The reference to Xenophon was funny enough, but the spelling of the last word, identifying the country with the statesman, seemed to me to represent the highwater mark of the flood-tide of modernism. A few years before, when the correspondent was doubtless more in touch with the vicissitudes of the Children of Israel than with the feats of cyclists from the United States, he would probably have assimilated Mr. Goschen’s name with the Land of Goshen; but soon the fame of the ex-Chancellor of the Exchequer had become of more immediate importance to him, and it was the land that changed its name in his mind to the name of the ex-Finance Minister.

It was probably the influence of the same spirit of modernism that caused a foreman, in making up the paper for the press, to insert under the title of “Sporting,” half a column of a report of a lecture by a clergyman on “The Races of Palestine.”

It was, however, the telegraph office that I found to be responsible for a singular error in the report of the arrest of a certain notorious criminal.
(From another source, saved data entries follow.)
/// MCP (Model Context Protocol) message structures and JSON-RPC handling
///
/// This module defines the JSON-RPC messages the harness writes to a server
/// under test and the parsed form of the lines it reads back.

use serde::{Deserialize, Serialize};
use serde_json::{Map, Value};
use std::fmt;
use thiserror::Error;

/// MCP protocol version the harness announces by default
pub const MCP_VERSION: &str = "2024-11-05";

/// JSON-RPC version string carried by every message
pub const JSONRPC_VERSION: &str = "2.0";

/// Identifier correlating a request with its response
///
/// JSON-RPC allows both numbers and strings. The harness only ever sends
/// numbers, but servers are free to echo whatever they like, so both forms
/// are parsed.
#[derive(Debug, Clone, PartialEq, Eq, Hash, Serialize, Deserialize)]
#[serde(untagged)]
pub enum RequestId {
    Number(i64),
    String(String),
}

impl fmt::Display for RequestId {
    fn fmt(&self, f: &mut fmt::Formatter<'_>) -> fmt::Result {
        match self {
            RequestId::Number(n) => write!(f, "{}", n),
            RequestId::String(s) => write!(f, "\"{}\"", s),
        }
    }
}

impl From<i64> for RequestId {
    fn from(n: i64) -> Self {
        RequestId::Number(n)
    }
}

/// JSON-RPC 2.0 request message
///
/// Immutable once built; the harness hands out a fresh id for every request.
#[derive(Debug, Clone, PartialEq, Serialize, Deserialize)]
pub struct JsonRpcRequest {
    /// JSON-RPC version (always "2.0")
    pub jsonrpc: String,
    /// Unique identifier for this request
    pub id: RequestId,
    /// The method to call (e.g., "tools/list")
    pub method: String,
    /// Parameters for the method call
    #[serde(skip_serializing_if = "Option::is_none")]
    pub params: Option<Value>,
}

impl JsonRpcRequest {
    pub fn new(id: impl Into<RequestId>, method: impl Into<String>, params: Option<Value>) -> Self {
        Self {
            jsonrpc: JSONRPC_VERSION.to_string(),
            id: id.into(),
            method: method.into(),
            params,
        }
    }
}

/// JSON-RPC 2.0 notification (a request without an id, never answered)
#[derive(Debug, Clone, PartialEq, Serialize)]
pub struct JsonRpcNotification {
    pub jsonrpc: String,
    pub method: String,
    #[serde(skip_serializing_if = "Option::is_none")]
    pub params: Option<Value>,
}

impl JsonRpcNotification {
    pub fn new(method: impl Into<String>, params: Option<Value>) -> Self {
        Self {
            jsonrpc: JSONRPC_VERSION.to_string(),
            method: method.into(),
            params,
        }
    }
}

/// JSON-RPC 2.0 response message as read from a server
///
/// `result` and `error` are kept exactly as present on the wire: a
/// `"result": null` member is `Some(Value::Null)`, an absent member is
/// `None`. Whether the pair is legal is decided by [`JsonRpcResponse::body`].
#[derive(Debug, Clone, PartialEq, Serialize)]
pub struct JsonRpcResponse {
    /// Echoed request id, `None` when the server sent `null`
    pub id: Option<RequestId>,
    #[serde(skip_serializing_if = "Option::is_none")]
    pub result: Option<Value>,
    #[serde(skip_serializing_if = "Option::is_none")]
    pub error: Option<Value>,
}

/// JSON-RPC error information
#[derive(Debug, Clone, PartialEq, Serialize, Deserialize)]
pub struct JsonRpcError {
    /// Error code (standard JSON-RPC codes are negative)
    pub code: i64,
    /// Human-readable error message
    pub message: String,
    /// Additional error details
    #[serde(default, skip_serializing_if = "Option::is_none")]
    pub data: Option<Value>,
}

/// The legal payload of a response: exactly one of `result` or `error`
#[derive(Debug, Clone, PartialEq)]
pub enum ResponseBody<'a> {
    Result(&'a Value),
    Error(JsonRpcError),
}

/// A well-formed JSON-RPC message that breaks a protocol rule
#[derive(Error, Debug, Clone, PartialEq, Eq)]
pub enum ProtocolViolation {
    #[error("response carries both `result` and `error`")]
    BothResultAndError,

    #[error("response carries neither `result` nor `error`")]
    NeitherResultNorError,

    #[error("malformed `error` object: {0}")]
    MalformedError(String),
}

impl JsonRpcResponse {
    /// Resolve the response payload, rejecting both/neither `result`/`error`
    pub fn body(&self) -> Result<ResponseBody<'_>, ProtocolViolation> {
        match (&self.result, &self.error) {
            (Some(_), Some(_)) => Err(ProtocolViolation::BothResultAndError),
            (None, None) => Err(ProtocolViolation::NeitherResultNorError),
            (Some(result), None) => Ok(ResponseBody::Result(result)),
            (None, Some(error)) => {
                let parsed: JsonRpcError = serde_json::from_value(error.clone())
                    .map_err(|e| ProtocolViolation::MalformedError(e.to_string()))?;
                if parsed.message.trim().is_empty() {
                    return Err(ProtocolViolation::MalformedError(
                        "`message` is empty".to_string(),
                    ));
                }
                Ok(ResponseBody::Error(parsed))
            }
        }
    }
}

/// One parsed line from the server's stdout
#[derive(Debug, Clone, PartialEq)]
pub enum IncomingMessage {
    /// Anything carrying an `id` and no `method`
    Response(JsonRpcResponse),
    /// Server-initiated notification (`method`, no `id`)
    Notification { method: String },
    /// Server-initiated request (`method` and `id`); the harness never answers these
    ServerRequest { id: Option<RequestId>, method: String },
}

/// Parse one line of server output as a JSON-RPC message
///
/// The error string names what made the line unusable; callers wrap it in a
/// transport error together with the raw line.
pub fn parse_incoming(line: &str) -> Result<IncomingMessage, String> {
    let value: Value =
        serde_json::from_str(line).map_err(|e| format!("invalid JSON: {}", e))?;
    let Value::Object(mut object) = value else {
        return Err("expected a JSON object".to_string());
    };

    if let Some(method) = object.get("method") {
        let method = method
            .as_str()
            .ok_or_else(|| "`method` is not a string".to_string())?
            .to_string();
        return match object.get("id") {
            None => Ok(IncomingMessage::Notification { method }),
            Some(id) => Ok(IncomingMessage::ServerRequest {
                id: parse_id(id)?,
                method,
            }),
        };
    }

    let id = match object.get("id") {
        Some(id) => parse_id(id)?,
        None => return Err("response has no `id`".to_string()),
    };
    check_version(&object)?;

    Ok(IncomingMessage::Response(JsonRpcResponse {
        id,
        result: object.remove("result"),
        error: object.remove("error"),
    }))
}

fn parse_id(id: &Value) -> Result<Option<RequestId>, String> {
    match id {
        Value::Null => Ok(None),
        Value::Number(n) => n
            .as_i64()
            .map(|n| Some(RequestId::Number(n)))
            .ok_or_else(|| format!("`id` {} is not an integer", n)),
        Value::String(s) => Ok(Some(RequestId::String(s.clone()))),
        other => Err(format!("`id` has unsupported type: {}", other)),
    }
}

fn check_version(object: &Map<String, Value>) -> Result<(), String> {
    match object.get("jsonrpc") {
        Some(Value::String(v)) if v == JSONRPC_VERSION => Ok(()),
        Some(other) => Err(format!("`jsonrpc` must be \"2.0\", got {}", other)),
        None => Err("missing `jsonrpc` member".to_string()),
    }
}

// JSON-RPC error codes the harness checks for
pub mod error_codes {
    /// Method not found - The requested method doesn't exist
    pub const METHOD_NOT_FOUND: i64 = -32601;
}

/// Information about the MCP client (this harness)
#[derive(Debug, Clone, Serialize)]
pub struct ClientInfo {
    pub name: String,
    pub version: String,
}

impl Default for ClientInfo {
    fn default() -> Self {
        Self {
            name: "mcp-forge-tester".to_string(),
            version: env!("CARGO_PKG_VERSION").to_string(),
        }
    }
}

/// MCP initialization request parameters
#[derive(Debug, Clone, Serialize)]
#[serde(rename_all = "camelCase")]
pub struct InitializeParams {
    /// MCP protocol version the client speaks
    pub protocol_version: String,
    /// Capabilities the client supports (the harness declares none)
    pub capabilities: Value,
    pub client_info: ClientInfo,
}

/// MCP tool call parameters
#[derive(Debug, Clone, Serialize)]
pub struct ToolCallParams {
    /// Name of the tool to call
    pub name: String,
    /// Arguments to pass to the tool
    pub arguments: Map<String, Value>,
}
The report should have stated that “a photograph of the prisoner had been taken by the detective camera,” but the result of the filtration of the message through a network of telegraph wires was the statement that the photograph “had been taken by Detective Cameron.”

Some years ago a too earnest naturalist was drowned when canoeing on a lake in the west of Ireland. An enterprising correspondent who clearly resided near the scene of the accident, forwarded to the newspaper with which I was connected, a circumstantial account of the finding of the capsized canoe. In the course of his references to the objects of the naturalist’s visit to the west, the reporter made the astounding statement that “he had already succeeded in getting together a practically complete collection of the flora and fauna of Ireland,”—truly a “large order.”

I feel that I cannot do better than bring to a close with this story my desultory jottings, which may bear to be regarded as a far from complete collection of the flora and fauna of journalism. Perhaps my researches into these highways and byways may induce some more competent and widely experienced brother to publish his notes on men and matters.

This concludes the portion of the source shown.